Two situations that increase the priority of a site
are 1) the discovery of a small "outlier" population,
a recent invasion from another area that must be taken
care of soon in order to prevent a bigger problem later,
or 2) the discovery that the weed population has become
a threat to agriculture, native plants, food sources
for wildlife, highway safety, water resources, etc.
Inevitably there are areas that are lower in priority
and will be tolerated for the short-term. Complete
eradication may not be practical unless the patches
are very small. Moreover, to maintain populations of
natural enemies, some individual plants must be permitted
to persist.
Setting treatment thresholds includes prioritizing
and balancing treatments with resources. Weeds will
be treated when populations increase beyond a predetermined
level. This level will largely depend on the characteristics
of the site and weed.
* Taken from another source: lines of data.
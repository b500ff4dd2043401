//! Mapping of domain errors onto HTTP responses.
//!
//! Every error body has the shape
//! `{ "error": { "code": "...", "message": "..." } }`.

use axum::Json;
use axum::extract::rejection::{JsonRejection, PathRejection, QueryRejection};
use axum::http::StatusCode;
use axum::response::{IntoResponse, Response};
use lokal_core::error::LokalError;
use lokal_entitlements::EntitlementError;
use serde::Serialize;
use tracing::error;

#[derive(Debug)]
pub struct ApiError(pub LokalError);

pub type ApiResult<T> = Result<T, ApiError>;

#[derive(Serialize)]
struct ErrorBody {
    error: ErrorDetail,
}

#[derive(Serialize)]
struct ErrorDetail {
    code: &'static str,
    message: String,
}

impl ApiError {
    fn status_and_code(&self) -> (StatusCode, &'static str) {
        match &self.0 {
            LokalError::NotFound { .. } => (StatusCode::NOT_FOUND, "not_found"),
            LokalError::Validation { .. } => (StatusCode::BAD_REQUEST, "validation"),
            LokalError::AlreadyExists { .. } => (StatusCode::CONFLICT, "already_exists"),
            LokalError::Database(_) => (StatusCode::INTERNAL_SERVER_ERROR, "database"),
            LokalError::Internal(_) => (StatusCode::INTERNAL_SERVER_ERROR, "internal"),
        }
    }
}

impl From<LokalError> for ApiError {
    fn from(err: LokalError) -> Self {
        Self(err)
    }
}

impl From<EntitlementError> for ApiError {
    fn from(err: EntitlementError) -> Self {
        Self(err.into())
    }
}

impl IntoResponse for ApiError {
    fn into_response(self) -> Response {
        let (status, code) = self.status_and_code();
        let message = if status.is_server_error() {
            error!(error = %self.0, "Request failed");
            "internal server error".to_string()
        } else {
            self.0.to_string()
        };

        (
            status,
            Json(ErrorBody {
                error: ErrorDetail { code, message },
            }),
        )
            .into_response()
    }
}

/// Extractor rejections surface as 400 with the same body shape.
macro_rules! rejection_into_api_error {
    ($($rejection:ty),*) => {
        $(
            impl From<$rejection> for ApiError {
                fn from(rejection: $rejection) -> Self {
                    Self(LokalError::validation(rejection.body_text()))
                }
            }
        )*
    };
}

rejection_into_api_error!(JsonRejection, PathRejection, QueryRejection);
In some cases the level may be
no weeds at all, and in other cases the number of weeds
you can tolerate may be much greater.
Establishing a Monitoring Program
In IVM, monitoring is the repeated inspection of
areas that may be subject to noxious weed problems.
Written records will allow comparison of inspections
over time to reveal how conditions are changing, especially
whether noxious weed populations are increasing or
decreasing.
- Focused limited monitoring resources on sites where
problems are most likely to occur. Public sightings
of new weed infestations may be encouraged through
an education or incentive program (see
Educating Vegetation Management Personnel and the
Public).
- Maintain records of your monitoring activities.
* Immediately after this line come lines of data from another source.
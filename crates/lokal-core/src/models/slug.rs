//! Per-language entity slugs.

use std::str::FromStr;

use chrono::{DateTime, Utc};
use serde::{Deserialize, Serialize};
use uuid::Uuid;

use crate::error::LokalError;
use crate::lang::Lang;
use crate::redirect::RedirectNode;

/// What kind of entity a slug points at.
#[derive(Debug, Clone, Copy, Serialize, Deserialize, PartialEq, Eq, Hash)]
#[serde(rename_all = "snake_case")]
pub enum SlugEntityType {
    Place,
    Event,
    Town,
    Category,
    StaticPage,
}

impl SlugEntityType {
    pub fn as_str(&self) -> &'static str {
        match self {
            SlugEntityType::Place => "place",
            SlugEntityType::Event => "event",
            SlugEntityType::Town => "town",
            SlugEntityType::Category => "category",
            SlugEntityType::StaticPage => "static_page",
        }
    }
}

impl FromStr for SlugEntityType {
    type Err = LokalError;

    fn from_str(s: &str) -> Result<Self, Self::Err> {
        match s {
            "place" => Ok(SlugEntityType::Place),
            "event" => Ok(SlugEntityType::Event),
            "town" => Ok(SlugEntityType::Town),
            "category" => Ok(SlugEntityType::Category),
            "static_page" => Ok(SlugEntityType::StaticPage),
            other => Err(LokalError::validation(format!("unknown entity type: {other}"))),
        }
    }
}

#[derive(Debug, Clone, Serialize, Deserialize, PartialEq)]
pub struct Slug {
    pub id: Uuid,
    pub site_id: Uuid,
    pub lang: Lang,
    pub slug: String,
    pub entity_type: SlugEntityType,
    pub entity_id: Uuid,
    pub is_primary: bool,
    pub is_active: bool,
    pub redirect_to_id: Option<Uuid>,
    pub created_at: DateTime<Utc>,
    pub updated_at: DateTime<Utc>,
}

impl RedirectNode for Slug {
    fn node_id(&self) -> Uuid {
        self.id
    }

    fn is_primary(&self) -> bool {
        self.is_primary
    }

    fn is_active(&self) -> bool {
        self.is_active
    }

    fn redirect_to_id(&self) -> Option<Uuid> {
        self.redirect_to_id
    }
}

#[derive(Debug, Clone, Serialize, Deserialize)]
pub struct CreateSlug {
    pub site_id: Uuid,
    pub lang: Lang,
    pub slug: String,
    pub entity_type: SlugEntityType,
    pub entity_id: Uuid,
    #[serde(default)]
    pub is_primary: bool,
    pub redirect_to_id: Option<Uuid>,
}

#[derive(Debug, Clone, Serialize, Deserialize, Default)]
pub struct UpdateSlug {
    pub slug: Option<String>,
    pub is_primary: Option<bool>,
    pub is_active: Option<bool>,
    /// `Some(Some(val))` = set, `Some(None)` = clear, `None` = no change.
    #[serde(default, deserialize_with = "crate::models::double_option")]
    pub redirect_to_id: Option<Option<Uuid>>,
}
Creating standardized forms will make data collection
easier and help remind you to gather all the information
you need. Forms work best if they include labeled
blanks for all pertinent information and allow the
user to check or circle rather than having to write
words or numbers. See examples
of forms, which often include information such
as the name(s) of the person(s) collecting the data,
the location, and date of monitoring; a qualitative
description of the vegetation, such as the names of
the plants or types of plants (native vegetation,
annual/perennial weeds, trees, etc.) and stage of
growth (germinating, flowering, setting seed, etc.);
a quantitative description, such as percent cover,
density, size of the patch, or if possible, the number
of plants.
- Note special conditions such as unusual weather
events, and record treatment history, including information
on treatment applications (who, when, where, how,
cost, difficulties, and successes). This will allow
you to evaluate and fine-tune treatments.
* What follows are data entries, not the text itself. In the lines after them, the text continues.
//! Place management with plan limit enforcement.

use lokal_core::error::{LokalError, LokalResult};
use lokal_core::models::place::{CreatePlace, Place, UpdatePlace};
use lokal_core::plan::LimitKind;
use lokal_core::repository::{
    PaginatedResult, Pagination, PlaceRepository, SiteRepository, SiteSubscriptionRepository,
    UsageRepository,
};
use tracing::info;
use uuid::Uuid;

use crate::entitlements::EntitlementsService;

pub struct PlaceService<S, SS, U, P>
where
    S: SiteRepository,
    SS: SiteSubscriptionRepository,
    U: UsageRepository,
    P: PlaceRepository,
{
    entitlements: EntitlementsService<S, SS, U>,
    place_repo: P,
}

impl<S, SS, U, P> PlaceService<S, SS, U, P>
where
    S: SiteRepository,
    SS: SiteSubscriptionRepository,
    U: UsageRepository,
    P: PlaceRepository,
{
    pub fn new(entitlements: EntitlementsService<S, SS, U>, place_repo: P) -> Self {
        Self {
            entitlements,
            place_repo,
        }
    }

    pub async fn create(&self, input: CreatePlace) -> LokalResult<Place> {
        if input.name.trim().is_empty() {
            return Err(LokalError::validation("place name must not be empty"));
        }
        self.entitlements
            .check_limit(input.site_id, LimitKind::Places)
            .await?;
        if input.is_featured {
            self.entitlements
                .check_limit(input.site_id, LimitKind::FeaturedPlaces)
                .await?;
        }

        let place = self.place_repo.create(input).await?;
        info!(site_id = %place.site_id, id = %place.id, "Place created");
        Ok(place)
    }

    pub async fn get(&self, site_id: Uuid, id: Uuid) -> LokalResult<Place> {
        self.place_repo.get_by_id(site_id, id).await
    }

    /// Featuring a place that is not featured yet needs a free slot.
    pub async fn update(&self, site_id: Uuid, id: Uuid, input: UpdatePlace) -> LokalResult<Place> {
        let current = self.place_repo.get_by_id(site_id, id).await?;
        if input.is_featured == Some(true) && !current.is_featured {
            self.entitlements
                .check_limit(site_id, LimitKind::FeaturedPlaces)
                .await?;
        }
        self.place_repo.update(site_id, id, input).await
    }

    pub async fn delete(&self, site_id: Uuid, id: Uuid) -> LokalResult<()> {
        self.place_repo.delete(site_id, id).await
    }

    pub async fn list(
        &self,
        site_id: Uuid,
        pagination: Pagination,
    ) -> LokalResult<PaginatedResult<Place>> {
        self.place_repo.list(site_id, pagination).await
    }
}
Monitoring efforts should be scheduled to coincide
with critical life stages of the weed or its biological
controls. If possible, plan monitoring sessions alongside
other scheduled activities in the area to save time
and labor. After treatment activities and at the end
of the season, schedule monitoring sessions to help
you evaluate your program.
Evaluate the Vegetation Management Program
At the end of the season, evaluate and fine-tune
your program in order to improve it the next year.
Some questions to ask at the end of the season might
be: [N]
- Were the objectives of the management program met?
- Were all the necessary components of the program
actually developed?
- Were they integrated successfully? Were the right
people involved in the integration?
- Which control methods seem to be working and which
do not? Keep in mind, this is best answered
over a span of years.
- Do some of these methods need fine-tuning?
- What kind of follow-up is needed next year?
- How can I best communicate this information?
Costs are central to a decision to continue an IVM
program. It is important to keep in mind that the transition
period to IVM will probably involve investing in the
management of infested areas to achieve stable vegetation
that will reduce management costs in future years.
Native plants and other beneficial vegetation take
years to establish. Although you may find that total
annual costs drop during the first year of IVM, it
is also possible that costs may increase somewhat;
however, after two or three years costs should decline
and stabilize below the historical average.